No fue así en la siguiente ocasión en el patio de recreo de mi escuela. Había un torneo interno de balompié entre varios equipos de esa institución. Fui capitán de uno de ellos, el de mi aula. No me pregunten cómo obtuve ese grado. Tal vez fue por esa anotación legendaria que cargaba a cuestas, pero sí rememoro que mi team se llamaba Atlas. Le denominé así porque leí en un libro de mitología griega que este coloso cargaba al mundo, una bola muy grande sobre sus espaldas, y ese redondel  lo relacioné con la pelota de este deporte, y llegada la hora de bautizar a mi grupo entusiasta, escogí el nombre de este mítico personaje.
La primera ocasión que saltamos a la cancha no logramos evadir la ausencia de táctica alguna, no teníamos el placer de conocerla, sólo le mostrábamos respeto a una desbordada pasión por largar patadas con una elegancia indiscriminada que eran obsequiadas a placer a nuestros contrincantes y a compañeros de equipo.
Casi se repitió la memorable historia anterior, pero en sentido contrario al de mis inicios en esta disciplina deportiva. En una de esas reiteradas refriegas, en el zenith del caos, de esos ignotos lugares de lo inexplicable apareció mi nadir: de nuevo surgió el esférico, desconozco de dónde, pero ahora con una infalible trayectoria criminal hacia nuestra portería. En esa oportunidad de manera consciente quise alcanzar nuevamente los laureles, y en pleno consenso con mi determinación quise evitar esta profanación estirando lo más extenso que me fue posible mi pierna izquierda, con el ánimo de atajar o desviar el cuero redondo a otra dirección que mantuviese sin mancilla alguna nuestra red y por extensión,  la propia honra.

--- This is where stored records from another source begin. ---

//! HTTP middleware

pub mod request_id;

pub use request_id::{REQUEST_ID_HEADER, RequestId, RequestIdMiddleware};
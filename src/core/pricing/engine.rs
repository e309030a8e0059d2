//! Quote computation

use super::error::{PricingError, PricingResult};
use super::types::{CustomerStatus, QuoteRequest, QuoteResult, TierSelector};
use crate::config::models::pricing::{NamedPackage, PriceTier, PricingConfig};
use crate::config::validation::Validate;
use crate::utils::error::{Result, ServiceError};
use rust_decimal::Decimal;
use tracing::debug;

/// Tiered mailbox pricing engine
///
/// Holds an immutable, validated [`PricingConfig`]. Every computation is a
/// pure function of that configuration and its input, so one engine can be
/// shared freely across threads.
#[derive(Debug, Clone)]
pub struct PricingEngine {
    config: PricingConfig,
}

impl Default for PricingEngine {
    fn default() -> Self {
        Self {
            config: PricingConfig::default(),
        }
    }
}

impl PricingEngine {
    /// Create an engine from a pricing configuration
    pub fn new(config: PricingConfig) -> Result<Self> {
        config
            .validate()
            .map_err(|e| ServiceError::Config(format!("Pricing config error: {}", e)))?;

        Ok(Self { config })
    }

    /// Create an engine without validating the configuration
    pub(crate) fn from_unchecked(config: PricingConfig) -> Self {
        Self { config }
    }

    /// Get the pricing configuration
    pub fn config(&self) -> &PricingConfig {
        &self.config
    }

    /// Tier table in ascending order
    pub fn tiers(&self) -> &[PriceTier] {
        &self.config.tiers
    }

    /// Named package table
    pub fn packages(&self) -> &[NamedPackage] {
        &self.config.packages
    }

    /// Compute a quote
    pub fn compute_quote(&self, request: &QuoteRequest) -> PricingResult<QuoteResult> {
        let result = match &request.package {
            TierSelector::Custom => {
                let count = request
                    .mailbox_count
                    .ok_or(PricingError::MissingMailboxCount)?;
                self.quote_from_tiers(count, request.customer_status)?
            }
            TierSelector::Package(name) => {
                self.quote_from_package(name, request.mailbox_count, request.customer_status)?
            }
        };

        debug!(
            tier = %result.tier_name,
            mailboxes = result.mailbox_count,
            total_due = %result.total_due,
            "Computed quote"
        );
        Ok(result)
    }

    /// Select the tier with the largest lower bound not above `mailbox_count`
    pub fn select_tier(&self, mailbox_count: u32) -> PricingResult<&PriceTier> {
        self.check_mailbox_count(mailbox_count)?;

        self.config
            .tiers
            .iter()
            .rev()
            .find(|tier| tier.min_mailboxes <= mailbox_count)
            .ok_or_else(|| PricingError::BelowMinimumTier {
                requested: mailbox_count,
                minimum: self
                    .config
                    .tiers
                    .first()
                    .map_or(1, |tier| tier.min_mailboxes),
            })
    }

    /// Monthly cost for `mailbox_count` under the tier formula
    pub fn formula_monthly_cost(&self, mailbox_count: u32) -> PricingResult<Decimal> {
        let tier = self.select_tier(mailbox_count)?;
        checked_cost(mailbox_count, tier.price_per_mailbox)
    }

    /// Setup fee owed for a customer status
    pub fn setup_fee_for(&self, status: CustomerStatus) -> Decimal {
        match status {
            CustomerStatus::New => self.config.setup_fee,
            CustomerStatus::Existing => Decimal::ZERO,
        }
    }

    fn check_mailbox_count(&self, mailbox_count: u32) -> PricingResult<()> {
        if mailbox_count == 0 {
            return Err(PricingError::InvalidMailboxCount(mailbox_count));
        }
        if mailbox_count > self.config.max_mailboxes {
            return Err(PricingError::MailboxLimitExceeded {
                requested: mailbox_count,
                max: self.config.max_mailboxes,
            });
        }
        Ok(())
    }

    fn quote_from_tiers(
        &self,
        mailbox_count: u32,
        status: CustomerStatus,
    ) -> PricingResult<QuoteResult> {
        let tier = self.select_tier(mailbox_count)?;
        let monthly_cost = checked_cost(mailbox_count, tier.price_per_mailbox)?;
        let setup_fee = self.setup_fee_for(status);

        Ok(QuoteResult {
            tier_name: tier.name.clone(),
            price_per_mailbox: tier.price_per_mailbox,
            mailbox_count,
            monthly_cost,
            setup_fee,
            total_due: checked_total(mailbox_count, monthly_cost, setup_fee)?,
            customer_status: status,
            package: None,
        })
    }

    fn quote_from_package(
        &self,
        name: &str,
        requested: Option<u32>,
        status: CustomerStatus,
    ) -> PricingResult<QuoteResult> {
        let package = self
            .config
            .find_package(name)
            .ok_or_else(|| PricingError::UnknownPackage(name.to_string()))?;

        if let Some(requested) = requested {
            if requested == 0 {
                return Err(PricingError::InvalidMailboxCount(requested));
            }
            if requested != package.inbox_count {
                return Err(PricingError::PackageMismatch {
                    package: package.name.clone(),
                    expected: package.inbox_count,
                    requested,
                });
            }
        }

        let setup_fee = self.setup_fee_for(status);
        let total_due = checked_total(package.inbox_count, package.monthly_price, setup_fee)?;

        Ok(QuoteResult {
            tier_name: package.name.clone(),
            price_per_mailbox: package.price_per_mailbox(),
            mailbox_count: package.inbox_count,
            monthly_cost: package.monthly_price,
            setup_fee,
            total_due,
            customer_status: status,
            package: Some(package.name.clone()),
        })
    }
}

fn checked_cost(mailbox_count: u32, price_per_mailbox: Decimal) -> PricingResult<Decimal> {
    Decimal::from(mailbox_count)
        .checked_mul(price_per_mailbox)
        .ok_or(PricingError::AmountOverflow {
            mailboxes: mailbox_count,
        })
}

fn checked_total(
    mailbox_count: u32,
    monthly_cost: Decimal,
    setup_fee: Decimal,
) -> PricingResult<Decimal> {
    monthly_cost
        .checked_add(setup_fee)
        .ok_or(PricingError::AmountOverflow {
            mailboxes: mailbox_count,
        })
}

/// Compute a quote with the default pricing configuration
pub fn compute_quote(
    mailbox_count: u32,
    package: TierSelector,
    customer_status: CustomerStatus,
) -> PricingResult<QuoteResult> {
    let request = QuoteRequest {
        mailbox_count: Some(mailbox_count),
        package,
        customer_status,
    };
    PricingEngine::default().compute_quote(&request)
}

No fue así, la pelota, además de dejarme un ardor inolvidable en la zona donde me golpeó, hizo un giro arabesco inalcanzable a las desesperadas manos de nuestro guardameta, que en un infructuoso lance heroico de antología, no pudo evitar que ese bólido asesino se fuese a visitar el rincón de las arañas sacudiendo la red que vibró como cuerda floja de guitarra al ejecutarse.
Considero innecesario remitirles a las muy expresivas manifestaciones verbales de mis compañeros que contrastaban con los gritos de apaches marihuanos de nuestros adversarios. Lo peor había tomado carta de naturalización: ¡había provocado un autogol!
Repitiendo cartel, el resto del día y parte de la noche volví a retomar esa imagen e instante funesto. No tuvieron efecto alguno las amorosas palabras de mi progenitora al enterarla de mi desaguisado, mi ánimo de proscrito ondeó por todo lo alto de mi infortunio.
Mi nueva calidad de paria escolar no terminó ahí. Al día siguiente en un pizarrón del colegio, donde se colocaban toda serie de informaciones, en una hoja aparecieron los resultados de los juegos ya celebrados, y con lujo de detalles afloraron los nombres de los equipos, su lugar en la clasificación, los apelativos de los goleadores, su logros alcanzados, y en folio aparte, por casualidad o por  deshonra, el mío.
Decía Freud  que “infancia es destino”. No lo sé de cierto. A pesar de esta ignominia jugué fútbol, sin llegar a ser una estrella notable, hasta cubrir toda mi juventud. Más adelante con algunas lecturas encima, descubrí que es un somnífero social, una cortina de humo ante los serios problemas de una nación donde se practique. Perdió su carga lúdica para volverse una exhibición enajenante en el medio profesional. Como regalo adicional a tan monumental estupidez, esta se enriqueció con la aparición de los hinchas y hooligans.
Por fortuna, todavía existen lugares en las mismas condiciones como en las que yo jugué, ilusos igual que yo que lo hacen por el placer de jugar por jugar, de pasarlo bien, de gastar sin sentirlo un pedazo de nuestra existencia para tejer un gran tapete de sueños.